**What you need to do**
In the listing that follows, copy out each line that includes the word "super".

──────── Data to use ────────

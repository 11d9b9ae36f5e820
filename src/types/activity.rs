//! Group activity log entries
//!
//! Every successful mutation of a group appends one entry. The log is
//! append-only and ordered like the ledger records that produced it.

use super::expense::ExpenseId;
use super::member::MemberId;
use rust_decimal::Decimal;

/// One recorded change to a group
#[derive(Debug, Clone, PartialEq)]
pub enum Activity {
    MemberAdded {
        member: MemberId,
        name: String,
    },

    /// A member left; `purged` lists the expenses removed with it
    MemberRemoved {
        member: MemberId,
        name: String,
        purged: Vec<ExpenseId>,
    },

    MemberRenamed {
        member: MemberId,
        old_name: String,
        new_name: String,
    },

    ExpenseAdded {
        expense: ExpenseId,
        description: String,
        amount: Decimal,
        paid_by: MemberId,
    },

    /// Carries the values after the edit
    ExpenseEdited {
        expense: ExpenseId,
        description: String,
        amount: Decimal,
        paid_by: MemberId,
    },

    ExpenseDeleted {
        expense: ExpenseId,
        description: String,
    },
}

impl Activity {
    /// Event name, as used in logs
    pub fn kind(&self) -> &'static str {
        match self {
            Activity::MemberAdded { .. } => "member_added",
            Activity::MemberRemoved { .. } => "member_removed",
            Activity::MemberRenamed { .. } => "member_renamed",
            Activity::ExpenseAdded { .. } => "expense_added",
            Activity::ExpenseEdited { .. } => "expense_edited",
            Activity::ExpenseDeleted { .. } => "expense_deleted",
        }
    }
}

────────

**Response area**
use super::expense::ExpenseId;
use super::member::MemberId;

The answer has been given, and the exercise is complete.